AUSTIN (KXAN) — New technology from the University of Texas at Austin can help sense a person’s emotional stress with uses in both the real and virtual worlds.

The wearable tech, called an e-tattoo, collects data about a person’s emotions. It was created by a group from the University of Texas at Austin and Texas A&M University.

This type of e-tattoo is worn on the palm, which is full of sweat glands that fill up as a result of stress or another emotional response. UT professor and project leader Nanshu Lu said the palm has the highest density of the eccrine sweat gland. That makes it the best spot to measure electrodermal activity, or EDA.

Figure show design of palm e-tattoo. (Courtesy Nanshu Lu, University of Texas at Austin)

“When we are nervous, our palms are sweaty, right?” Lu said. “It’s essentially what we’re measuring.”

Those signals are measured with the e-tattoo and shared with a smartwatch. Lu said current smartwatches attach to a wrist, but a wrist has fewer EDA signals than the palm because it has less movement.

The group completed the e-tattoo’s hardware development portion of the project, Lu said. Next, the product can be used for different purposes, including in medical settings like with mental health professionals.

“The data is going through a professional algorithm that can detect the onset of those mental stresses in correlation with specific In life events,” Lu said. “Then, professional advice or prescriptions of medications can be made.”

Developers can also use the data in virtual reality or human-robot interactions.
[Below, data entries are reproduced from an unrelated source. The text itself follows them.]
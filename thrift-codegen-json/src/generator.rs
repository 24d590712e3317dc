use thriftgen_ast::Program;
use thriftgen_codegen::{
    Result,
    driver::walk_program,
    language::{LanguageCodegen, PreviewFile},
    options::RawOptions,
};
use tracing::debug;

use crate::{emit::JsonEmitter, options::JsonOptions};

/// Describes a program as one JSON document, `<program>.json`.
///
/// The output is data, not code: it is meant for tools that want the
/// program structure without parsing Thrift.
pub struct Generator<'a> {
    program: &'a Program,
    options: JsonOptions,
}

impl<'a> Generator<'a> {
    /// Validate `raw` and prepare the generator.
    pub fn new(program: &'a Program, raw: &RawOptions) -> Result<Self> {
        let options = JsonOptions::from_raw(raw)?;
        Ok(Self::with_options(program, options))
    }

    pub fn with_options(program: &'a Program, options: JsonOptions) -> Self {
        Self { program, options }
    }

    /// The document as a value, for callers that post-process it.
    pub fn document(&self) -> Result<serde_json::Value> {
        let mut emitter = JsonEmitter::new(self.program, &self.options);
        walk_program(self.program, &mut emitter)?;
        Ok(emitter.into_document())
    }
}

impl LanguageCodegen for Generator<'_> {
    fn language(&self) -> &'static str {
        "json"
    }

    fn file_extension(&self) -> &'static str {
        "json"
    }

    fn preview(&self) -> Result<Vec<PreviewFile>> {
        let document = self.document()?;
        let path = format!("{}.{}", self.program.name, self.file_extension());
        debug!(path = %path, merged = self.options.merge_includes, "rendered json document");
        Ok(vec![PreviewFile::new(path, format!("{:#}\n", document))])
    }
}
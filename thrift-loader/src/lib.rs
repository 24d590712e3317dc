//! Loading of serialized Thrift AST documents.
//!
//! A document is a JSON or TOML rendering of [`Program`] plus an optional
//! `includes` list of other documents, resolved relative to the including
//! file. Loading parses the document, resolves includes recursively,
//! rejects include cycles and validates the result.

// Miette's derive macro generates code that triggers these warnings
#![allow(unused_assignments)]

mod error;
mod validate;

use std::{
    fmt,
    path::{Path, PathBuf},
};

pub use error::{Error, Result, SourceContext};
use serde::Deserialize;
use thriftgen_ast::Program;
use tracing::{debug, trace};

/// Serialization format of a document.
#[derive(Debug, Clone, Copy, PartialEq, Eq)]
pub enum Format {
    Json,
    Toml,
}

impl Format {
    /// Pick the format from a file extension.
    pub fn from_path(path: &Path) -> Option<Self> {
        match path.extension()?.to_str()? {
            "json" => Some(Format::Json),
            "toml" => Some(Format::Toml),
            _ => None,
        }
    }
}

impl fmt::Display for Format {
    fn fmt(&self, f: &mut fmt::Formatter<'_>) -> fmt::Result {
        match self {
            Format::Json => f.write_str("JSON"),
            Format::Toml => f.write_str("TOML"),
        }
    }
}

/// The part of a document that is not the program itself.
#[derive(Debug, Default, Deserialize)]
struct IncludeList {
    #[serde(default)]
    includes: Vec<PathBuf>,
}

/// Load a document and everything it includes.
pub fn load_file(path: impl AsRef<Path>) -> Result<Program> {
    Loader::default().load(path.as_ref())
}

/// Parse and validate a single document from a string. Includes are not
/// allowed since there is no directory to resolve them against.
pub fn parse_str(content: &str, format: Format, filename: &str) -> Result<Program> {
    let source = SourceContext::new(content, filename);
    let (program, includes) = parse(&source, format)?;

    if !includes.includes.is_empty() {
        return Err(source.validation_error(
            "documents parsed from a string cannot have includes",
        ));
    }

    validate::validate_program(&program, &source)?;
    Ok(program)
}

fn parse(source: &SourceContext, format: Format) -> Result<(Program, IncludeList)> {
    let content = source.src();
    match format {
        Format::Json => {
            let program = serde_json::from_str(content).map_err(|e| source.json_error(e))?;
            let includes = serde_json::from_str(content).map_err(|e| source.json_error(e))?;
            Ok((program, includes))
        }
        Format::Toml => {
            let program = toml::from_str(content).map_err(|e| source.toml_error(e))?;
            let includes = toml::from_str(content).map_err(|e| source.toml_error(e))?;
            Ok((program, includes))
        }
    }
}

/// Recursive loader. `stack` holds the documents currently being loaded,
/// outermost first.
#[derive(Debug, Default)]
struct Loader {
    stack: Vec<PathBuf>,
}

impl Loader {
    fn load(&mut self, path: &Path) -> Result<Program> {
        let io_error = |source| {
            Box::new(Error::Io {
                path: path.to_path_buf(),
                source,
            })
        };
        let canonical = path.canonicalize().map_err(io_error)?;

        if let Some(start) = self.stack.iter().position(|p| *p == canonical) {
            let chain: Vec<String> = self.stack[start..]
                .iter()
                .chain(std::iter::once(&canonical))
                .map(|p| display_name(p))
                .collect();
            return Err(Box::new(Error::IncludeCycle {
                chain: chain.join(" -> "),
            }));
        }

        let format = Format::from_path(path).ok_or_else(|| {
            Box::new(Error::UnknownFormat {
                path: path.to_path_buf(),
            })
        })?;
        let content = std::fs::read_to_string(path).map_err(io_error)?;
        let source = SourceContext::new(content, path.display().to_string());

        debug!(path = %path.display(), %format, "loading document");
        let (mut program, includes) = parse(&source, format)?;
        if program.name.is_empty() {
            program.name = path
                .file_stem()
                .map(|s| s.to_string_lossy().into_owned())
                .unwrap_or_default();
        }

        self.stack.push(canonical);
        let base = path.parent().unwrap_or_else(|| Path::new("."));
        for include in &includes.includes {
            trace!(from = %program.name, include = %include.display(), "resolving include");
            let included = self.load(&base.join(include))?;
            program.includes.push(included);
        }
        self.stack.pop();

        validate::validate_program(&program, &source)?;
        Ok(program)
    }
}

fn display_name(path: &Path) -> String {
    path.file_name()
        .map(|n| n.to_string_lossy().into_owned())
        .unwrap_or_else(|| path.display().to_string())
}

#[cfg(test)]
mod tests {
    use std::fs;

    use tempfile::TempDir;
    use thriftgen_ast::{ConstValue, Requiredness, Type};

    use super::*;

    const SHARED: &str = r#"{
  "structs": [
    {
      "name": "SharedStruct",
      "fields": [
        {"key": 1, "name": "key", "type": {"kind": "i32"}},
        {"key": 2, "name": "value", "type": {"kind": "string", "binary": false}}
      ]
    }
  ],
  "services": [{"name": "SharedService"}]
}"#;

    const TUTORIAL: &str = r#"{
  "name": "tutorial",
  "includes": ["shared.json"],
  "namespaces": {"go": "tutorial", "js": "tutorial"},
  "enums": [
    {"name": "Operation", "values": [{"name": "ADD", "value": 1}, {"name": "SUBTRACT", "value": 2}]}
  ],
  "consts": [
    {"name": "INT32CONSTANT", "type": {"kind": "i32"}, "value": {"integer": 9853}}
  ],
  "structs": [
    {
      "name": "Work",
      "fields": [
        {"key": 1, "name": "num1", "type": {"kind": "i32"}, "default": {"integer": 0}},
        {"key": 3, "name": "op", "type": {"kind": "enum", "name": "Operation"}, "requiredness": "required"},
        {"key": 4, "name": "comment", "type": {"kind": "string", "binary": false}, "requiredness": "optional"}
      ]
    }
  ],
  "services": [
    {"name": "Calculator", "extends": {"name": "SharedService", "program": "shared"}}
  ]
}"#;

    fn write(dir: &TempDir, name: &str, content: &str) -> PathBuf {
        let path = dir.path().join(name);
        fs::write(&path, content).unwrap();
        path
    }

    #[test]
    fn test_load_with_include() {
        let dir = TempDir::new().unwrap();
        write(&dir, "shared.json", SHARED);
        let path = write(&dir, "tutorial.json", TUTORIAL);

        let program = load_file(&path).unwrap();
        assert_eq!(program.name, "tutorial");
        assert_eq!(program.includes.len(), 1);
        assert_eq!(program.includes[0].name, "shared");
        assert_eq!(program.namespace("go"), Some("tutorial"));

        let work = &program.structs[0];
        assert_eq!(work.fields[1].requiredness, Requiredness::Required);
        assert_eq!(work.fields[0].default, Some(ConstValue::Integer(0)));
        assert_eq!(work.fields[1].ty, Type::enum_("Operation"));
    }

    #[test]
    fn test_include_cycle() {
        let dir = TempDir::new().unwrap();
        write(&dir, "a.json", r#"{"includes": ["b.json"]}"#);
        let path = write(&dir, "b.json", r#"{"includes": ["a.json"]}"#);

        let err = load_file(&path).unwrap_err();
        match *err {
            Error::IncludeCycle { chain } => assert_eq!(chain, "b.json -> a.json -> b.json"),
            other => panic!("expected include cycle, got {:?}", other),
        }
    }

    #[test]
    fn test_missing_include() {
        let dir = TempDir::new().unwrap();
        let path = write(&dir, "tutorial.json", TUTORIAL);
        assert!(matches!(*load_file(&path).unwrap_err(), Error::Io { .. }));
    }

    #[test]
    fn test_toml_document() {
        let content = r#"
name = "geometry"

[[structs]]
name = "Point"

[[structs.fields]]
key = 1
name = "x"
requiredness = "required"
type = { kind = "i32" }

[[structs.fields]]
key = 2
name = "y"
requiredness = "required"
type = { kind = "i32" }
"#;
        let program = parse_str(content, Format::Toml, "geometry.toml").unwrap();
        let point = &program.structs[0];
        assert_eq!(point.fields.len(), 2);
        assert!(point.fields.iter().all(|f| f.requiredness.is_required()));
    }

    #[test]
    fn test_parse_error_is_reported() {
        let err = parse_str(r#"{"structs": [}"#, Format::Json, "bad.json").unwrap_err();
        assert!(matches!(*err, Error::Parse { format: Format::Json, .. }));
    }

    #[test]
    fn test_unknown_format() {
        let dir = TempDir::new().unwrap();
        let path = write(&dir, "tutorial.thrift", "struct Work {}");
        assert!(matches!(*load_file(&path).unwrap_err(), Error::UnknownFormat { .. }));
    }

    #[test]
    fn test_name_defaults_to_file_stem() {
        let dir = TempDir::new().unwrap();
        let path = write(&dir, "shared.json", SHARED);
        assert_eq!(load_file(&path).unwrap().name, "shared");
    }
}
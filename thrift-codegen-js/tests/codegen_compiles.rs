//! Checks that generated JavaScript parses, using `node --check`.

use thriftgen_codegen::{
    options::RawOptions,
    testing::{NodeChecker, assert_generates_valid_code, point_program, tutorial_program},
};
use thriftgen_codegen_js::{Generator, LanguageCodegen};

fn check(program: thriftgen_ast::Program, options: &str) {
    let raw: RawOptions = options.parse().unwrap();
    assert_generates_valid_code(
        |dir| {
            let generator = Generator::new(&program, &raw)?;
            generator.generate(dir)?;
            Ok(())
        },
        &NodeChecker,
    )
    .unwrap();
}

#[test]
#[ignore = "needs node on PATH"]
fn test_node_modules_parse() {
    check(tutorial_program(), "node,with_ns");
}

#[test]
#[ignore = "needs node on PATH"]
fn test_browser_scripts_parse() {
    check(point_program(), "strict");
}
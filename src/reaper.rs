//! バックグラウンドプロセスの回収（reap）とフォアグラウンド待機ヘルパー。
//!
//! SIGCHLD ハンドラ（[`install`]）がシグナル到着のたびに、登録済みの
//! バックグラウンド PID のうち終了済みのものを非ブロッキングで回収する。
//! 登録は [`adopt`] で行う。登録テーブルは `AtomicI32` の固定長配列で、
//! ハンドラ内ではロックもメモリ確保も行わない（async-signal-safe）。
//!
//! ハンドラは未登録の PID を決して `waitpid` しないので、executor が
//! [`wait_for`] で特定の子を待つ処理と衝突しない。[`wait_for`] は
//! シグナル割り込み（`EINTR`）を受けても対象を観測するまで再試行する。
//!
//! spawn から [`adopt`] までの間に子が終了すると SIGCHLD を取りこぼすため、
//! その区間は [`SigchldBlock`] で SIGCHLD をブロックする。保留されたシグナルは
//! ガードの drop 時に配送され、その時点では PID は登録済みになっている。

use std::io;
use std::ptr;
use std::sync::atomic::{AtomicI32, Ordering};

use libc::pid_t;

/// 同時に追跡できるバックグラウンドプロセス数。
pub const SLOT_COUNT: usize = 256;

#[allow(clippy::declare_interior_mutable_const)]
const EMPTY_SLOT: AtomicI32 = AtomicI32::new(0);

/// 登録済みバックグラウンド PID。0 は空きスロット。
static SLOTS: [AtomicI32; SLOT_COUNT] = [EMPTY_SLOT; SLOT_COUNT];

// ── ハンドラ ─────────────────────────────────────────────────────────

/// SIGCHLD ハンドラを `SA_RESTART | SA_NOCLDSTOP` で登録する。複数回呼んでも害はない。
pub fn install() -> io::Result<()> {
    unsafe {
        let mut sa: libc::sigaction = std::mem::zeroed();
        sa.sa_sigaction = on_sigchld as extern "C" fn(libc::c_int) as libc::sighandler_t;
        libc::sigemptyset(&mut sa.sa_mask);
        sa.sa_flags = libc::SA_RESTART | libc::SA_NOCLDSTOP;
        if libc::sigaction(libc::SIGCHLD, &sa, ptr::null_mut()) != 0 {
            return Err(io::Error::last_os_error());
        }
    }
    Ok(())
}

extern "C" fn on_sigchld(_sig: libc::c_int) {
    // 割り込まれた側の errno を壊さない
    let saved = unsafe { *errno_location() };
    drain();
    unsafe { *errno_location() = saved };
}

#[cfg(any(target_os = "linux", target_os = "android"))]
unsafe fn errno_location() -> *mut libc::c_int {
    libc::__errno_location()
}

#[cfg(any(target_os = "macos", target_os = "ios", target_os = "freebsd"))]
unsafe fn errno_location() -> *mut libc::c_int {
    libc::__error()
}

// ── 登録と回収 ───────────────────────────────────────────────────────

/// バックグラウンド PID を登録する。空きスロットがなければ `false`。
pub fn adopt(pid: pid_t) -> bool {
    SLOTS.iter().any(|slot| {
        slot.compare_exchange(0, pid, Ordering::AcqRel, Ordering::Relaxed)
            .is_ok()
    })
}

/// 登録済み PID のうち終了済みのものを非ブロッキングで回収し、回収数を返す。
///
/// 終了ステータスは捨てる。シグナルハンドラからも呼ばれるため、
/// ここではメモリ確保・ロック・ログ出力をしない。
pub fn drain() -> usize {
    let mut reaped = 0;
    for slot in SLOTS.iter() {
        let pid = slot.load(Ordering::Acquire);
        if pid <= 0 {
            continue;
        }
        let ret = unsafe { libc::waitpid(pid, ptr::null_mut(), libc::WNOHANG) };
        // ECHILD: 別経路で回収済み
        let gone = ret == pid || (ret == -1 && unsafe { *errno_location() } == libc::ECHILD);
        if gone
            && slot
                .compare_exchange(pid, 0, Ordering::AcqRel, Ordering::Relaxed)
                .is_ok()
        {
            reaped += 1;
        }
    }
    reaped
}

/// 現在登録されている PID 数。
pub fn tracked() -> usize {
    SLOTS
        .iter()
        .filter(|slot| slot.load(Ordering::Acquire) > 0)
        .count()
}

// ── SIGCHLD ブロック ─────────────────────────────────────────────────

/// 生存中は呼び出しスレッドの SIGCHLD をブロックする RAII ガード。
///
/// [`previous`](Self::previous) はブロック前のシグナルマスク。
/// 子プロセスはこのマスクを復元してから exec する。
pub struct SigchldBlock {
    previous: libc::sigset_t,
}

impl SigchldBlock {
    pub fn new() -> Self {
        unsafe {
            let mut set: libc::sigset_t = std::mem::zeroed();
            let mut previous: libc::sigset_t = std::mem::zeroed();
            libc::sigemptyset(&mut set);
            libc::sigaddset(&mut set, libc::SIGCHLD);
            libc::pthread_sigmask(libc::SIG_BLOCK, &set, &mut previous);
            Self { previous }
        }
    }

    pub fn previous(&self) -> &libc::sigset_t {
        &self.previous
    }
}

impl Default for SigchldBlock {
    fn default() -> Self {
        Self::new()
    }
}

impl Drop for SigchldBlock {
    fn drop(&mut self) {
        unsafe {
            libc::pthread_sigmask(libc::SIG_SETMASK, &self.previous, ptr::null_mut());
        }
    }
}

// ── フォアグラウンド待機 ─────────────────────────────────────────────

/// 特定の子プロセスの終了をブロッキングで待ち、`waitpid` の raw status を返す。
///
/// SIGCHLD ハンドラによる割り込み（`EINTR`）は透過的に再試行する。
pub fn wait_for(pid: pid_t) -> io::Result<i32> {
    loop {
        let mut raw_status: i32 = 0;
        let ret = unsafe { libc::waitpid(pid, &mut raw_status, 0) };
        if ret == pid {
            return Ok(raw_status);
        }
        let err = io::Error::last_os_error();
        if err.kind() == io::ErrorKind::Interrupted {
            continue;
        }
        return Err(err);
    }
}

/// raw status を終了コードに変換する。正常終了ならそのコード、シグナル終了などは 1。
pub fn exit_code(raw_status: i32) -> i32 {
    if libc::WIFEXITED(raw_status) {
        libc::WEXITSTATUS(raw_status)
    } else {
        1
    }
}
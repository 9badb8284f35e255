//! 子プロセス起動のラッパー。
//!
//! - [`spawn`]: `posix_spawnp` で外部コマンドを 1 つ起動する（単独コマンド用）
//! - [`fork_stage`]: `fork` でパイプラインの 1 段を起動する。子側でパイプを接続し、
//!   ビルトインならその場で実行して終了、そうでなければ `execvp` する
//!
//! ## 構成
//!
//! | 型 | 役割 |
//! |-----|------|
//! | [`SpawnAttr`] | `posix_spawnattr_t` の RAII ラッパー（シグナルマスク、シグナル設定） |
//! | [`CStringVec`] | argv 用の NULL 終端ポインタ配列 |
//! | [`StageFds`] | パイプライン 1 段の stdin/stdout と、子で閉じる fd の一覧 |

use std::ffi::CString;
use std::io::{self, Write};
use std::os::unix::io::RawFd;

use crate::builtins;
use crate::error::ExecError;

// ── SpawnAttr ─────────────────────────────────────────────────────

/// `posix_spawnattr_t` の RAII ラッパー。Drop で自動 destroy。
struct SpawnAttr {
    inner: libc::posix_spawnattr_t,
}

impl SpawnAttr {
    /// `posix_spawnattr_init` で初期化する。
    fn new() -> Self {
        unsafe {
            let mut attr: libc::posix_spawnattr_t = std::mem::zeroed();
            libc::posix_spawnattr_init(&mut attr);
            Self { inner: attr }
        }
    }

    fn add_flags(&mut self, flag: libc::c_int) {
        unsafe {
            let mut flags: libc::c_short = 0;
            libc::posix_spawnattr_getflags(&self.inner, &mut flags);
            flags |= flag as libc::c_short;
            libc::posix_spawnattr_setflags(&mut self.inner, flags);
        }
    }

    /// 子プロセスのシグナルマスクを `mask` にする。
    ///
    /// 親は spawn 中 SIGCHLD をブロックしているので、ブロック前のマスクを渡して子では解除する。
    fn set_sigmask(&mut self, mask: &libc::sigset_t) {
        self.add_flags(libc::POSIX_SPAWN_SETSIGMASK);
        unsafe {
            libc::posix_spawnattr_setsigmask(&mut self.inner, mask);
        }
    }

    /// SIGPIPE をデフォルトに戻す。
    ///
    /// Rust ランタイムは SIGPIPE を無視に設定しており、無視設定は exec 後も引き継がれる。
    /// `yes | head -n 1` の `yes` が SIGPIPE で終了できるよう子では `SIG_DFL` にする。
    fn set_sigdefault(&mut self) {
        self.add_flags(libc::POSIX_SPAWN_SETSIGDEF);
        unsafe {
            let mut sigset: libc::sigset_t = std::mem::zeroed();
            libc::sigemptyset(&mut sigset);
            libc::sigaddset(&mut sigset, libc::SIGPIPE);
            libc::posix_spawnattr_setsigdefault(&mut self.inner, &sigset);
        }
    }

    fn as_ptr(&self) -> *const libc::posix_spawnattr_t {
        &self.inner
    }
}

impl Drop for SpawnAttr {
    fn drop(&mut self) {
        unsafe {
            libc::posix_spawnattr_destroy(&mut self.inner);
        }
    }
}

// ── CStringVec ────────────────────────────────────────────────────

/// argv 用の CString ベクタ。NULL 終端のポインタ配列を構築する。
///
/// fork 後の子プロセスでメモリ確保しないよう、パイプラインでは fork 前に全段分を作っておく。
pub struct CStringVec {
    _strings: Vec<CString>,
    ptrs: Vec<*mut libc::c_char>,
}

impl CStringVec {
    /// 引数リストから構築する。NUL バイトを含む引数があればエラー。
    pub fn from_args(args: &[&str]) -> Result<Self, ExecError> {
        let strings = args
            .iter()
            .map(|s| CString::new(*s))
            .collect::<Result<Vec<_>, _>>()
            .map_err(|_| ExecError::NulByte {
                command: args.first().unwrap_or(&"").to_string(),
            })?;
        let mut ptrs: Vec<*mut libc::c_char> = strings
            .iter()
            .map(|s| s.as_ptr() as *mut libc::c_char)
            .collect();
        ptrs.push(std::ptr::null_mut()); // NULL 終端
        Ok(Self {
            _strings: strings,
            ptrs,
        })
    }

    /// NULL 終端ポインタ配列を返す。
    fn as_ptr(&self) -> *const *mut libc::c_char {
        self.ptrs.as_ptr()
    }

    /// `argv[0]`。空の引数リストなら NULL。
    fn program(&self) -> *const libc::c_char {
        self.ptrs[0]
    }
}

// ── spawn 関数 ────────────────────────────────────────────────────

extern "C" {
    static environ: *const *mut libc::c_char;
}

/// `posix_spawnp` で子プロセスを起動する。成功時は子 PID を返す。
///
/// - `args`: コマンドと引数（`args[0]` がコマンド名、PATH 検索付き）
/// - `sigmask`: 子プロセスに設定するシグナルマスク
///
/// 環境変数はそのまま継承する。コマンドが見つからない場合は
/// [`ExecError::NotFound`] を返し、子プロセスは残らない。
pub fn spawn(args: &[&str], sigmask: &libc::sigset_t) -> Result<libc::pid_t, ExecError> {
    let Some(&command) = args.first() else {
        return Err(ExecError::NotFound {
            command: String::new(),
        });
    };
    let argv = CStringVec::from_args(args)?;

    let mut attr = SpawnAttr::new();
    attr.set_sigmask(sigmask);
    attr.set_sigdefault();

    let mut pid: libc::pid_t = 0;

    let ret = unsafe {
        libc::posix_spawnp(
            &mut pid,
            argv.program(),
            std::ptr::null(),
            attr.as_ptr(),
            argv.as_ptr(),
            environ as *const *mut libc::c_char,
        )
    };

    if ret != 0 {
        return Err(ExecError::from_errno(ret, command));
    }

    Ok(pid)
}

// ── fork パス ─────────────────────────────────────────────────────

/// パイプライン 1 段の fd 配線。
pub struct StageFds<'f> {
    /// stdin に接続する fd（前段パイプの read end）。`None` なら継承。
    pub stdin: Option<RawFd>,
    /// stdout に接続する fd（次段パイプの write end）。`None` なら継承。
    pub stdout: Option<RawFd>,
    /// 子プロセスで閉じる fd。パイプライン中の全パイプの両端。
    pub close: &'f [RawFd],
}

/// fd に直接 `write(2)` する Writer。
///
/// `io::stdout()` / `io::stderr()` はプロセス共通のロックを取る。fork 時に別スレッドが
/// 握っていたロックは子では解放されないので、fork 後の子ではこちらを使う。
struct FdWriter(RawFd);

impl Write for FdWriter {
    fn write(&mut self, buf: &[u8]) -> io::Result<usize> {
        let n = unsafe { libc::write(self.0, buf.as_ptr() as *const libc::c_void, buf.len()) };
        if n < 0 {
            Err(io::Error::last_os_error())
        } else {
            Ok(n as usize)
        }
    }

    fn flush(&mut self) -> io::Result<()> {
        Ok(())
    }
}

/// `execvp` 失敗時に子が書き出すメッセージ。fork 前に組み立てる。
struct ExecFailure {
    not_found: Vec<u8>,
    denied: Vec<u8>,
    other: Vec<u8>,
}

impl ExecFailure {
    fn new(command: &str) -> Self {
        let render = |errno: i32| {
            format!("sluice: {}\n", ExecError::from_errno(errno, command)).into_bytes()
        };
        Self {
            not_found: render(libc::ENOENT),
            denied: render(libc::EACCES),
            other: format!("sluice: {}: cannot execute\n", command).into_bytes(),
        }
    }

    /// errno に対応する (メッセージ, 終了ステータス)。ステータスは [`ExecError::exit_status`] と同じ。
    fn select(&self, errno: i32) -> (&[u8], i32) {
        match errno {
            libc::ENOENT => (self.not_found.as_slice(), 127),
            libc::EACCES => (self.denied.as_slice(), 126),
            _ => (self.other.as_slice(), 1),
        }
    }
}

/// `fork` でパイプラインの 1 段を起動し、子 PID を返す。
///
/// 子プロセスでは順に:
/// 1. シグナルマスクを `sigmask` に戻し、SIGPIPE をデフォルトに戻す
/// 2. `dup2` で stdin/stdout をパイプに接続する
/// 3. `fds.close` の fd をすべて閉じる（下流の EOF 検出のため、未使用の write end を残さない）
/// 4. ビルトインなら実行してその終了ステータスで `_exit`、それ以外は `execvp`
///
/// `execvp` に失敗した場合はエラーを表示して 127 / 126 / 1 で `_exit` する。
/// 子は std の stdout/stderr ロックを取らず、fd 1 / 2 に直接書く。
/// 呼び出し前に親の stdout バッファを flush しておくこと（子で二重出力されるため）。
pub fn fork_stage(
    argv: &CStringVec,
    args: &[&str],
    fds: &StageFds<'_>,
    sigmask: &libc::sigset_t,
) -> Result<libc::pid_t, ExecError> {
    let failure = args.first().map(|command| ExecFailure::new(command));

    let pid = unsafe { libc::fork() };
    if pid < 0 {
        return Err(ExecError::Fork(io::Error::last_os_error()));
    }
    if pid > 0 {
        return Ok(pid);
    }

    // ── 子プロセス ──
    unsafe {
        libc::pthread_sigmask(libc::SIG_SETMASK, sigmask, std::ptr::null_mut());
        libc::signal(libc::SIGPIPE, libc::SIG_DFL);
        if let Some(fd) = fds.stdin {
            libc::dup2(fd, libc::STDIN_FILENO);
        }
        if let Some(fd) = fds.stdout {
            libc::dup2(fd, libc::STDOUT_FILENO);
        }
        for &fd in fds.close {
            libc::close(fd);
        }
    }

    let Some(failure) = failure else {
        unsafe { libc::_exit(0) };
    };

    let mut stdout = FdWriter(libc::STDOUT_FILENO);
    let mut stderr = FdWriter(libc::STDERR_FILENO);
    if let Some(status) = builtins::try_exec(args, &mut stdout, &mut stderr) {
        unsafe { libc::_exit(status) };
    }

    unsafe {
        libc::execvp(argv.program(), argv.as_ptr() as *const *const libc::c_char);
    }
    let errno = io::Error::last_os_error().raw_os_error().unwrap_or(0);
    let (message, status) = failure.select(errno);
    let _ = stderr.write_all(message);
    unsafe { libc::_exit(status) }
}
“When we play games or when we interact with robots, sometimes we’ll also feel nervous or stressed out,” Lu said. “Those developers of the games or the robots would like to know human responses to different scenarios or events.”

How e-tattoos work

E-tattoos digitize the human body, Lu said. They work through semi-transparent temporary electronic devices that attach to a person’s skin like a temporary tattoo.

The technology looks at electrodermal activity, or EDA, and shares the data with a smartwatch.

People can wear e-tattoos for about 16 continuous hours now, Lu said. That’s enough time for the device to collect data while the subject is awake and exercising, for example, and also while they’re asleep to track sleep quality.

The device has been under development for about three years, Lu said, and they vary in applications from head to toe.

Future for e-tattoos

In the future, Lu hopes e-tattoos can connect with different technologies. For example, an e-tattoo on the forehead that measures brainwaves could potentially connect with a VR headset.

“The VR can do a lot of simulated environments and events that can evoke a lot of unconventional stress and emotional responses, like training of firefighters or aviators,” Lu said.

It could also help improve human-robot interaction, like when robots perform human jobs.

“We need to have human supervision in the background watching the robots through the robots’ eyes using a VR headset,” Lu said. “All those kinds of applications require human-aware operation of the game or robot.”

Opposite to how e-tattoos digitize human skin, Lu said electronic skin, or e-skin, gives human qualities to robots. This lets a robot mimic human functionality with skin sensitivity to touch and temperature.

This could help develop robots that help with first aid, nursing or babysitting, Lu said.

E-skins are under development and would need collaboration with data scientists and robotic researchers to bring the vision to reality, Lu added.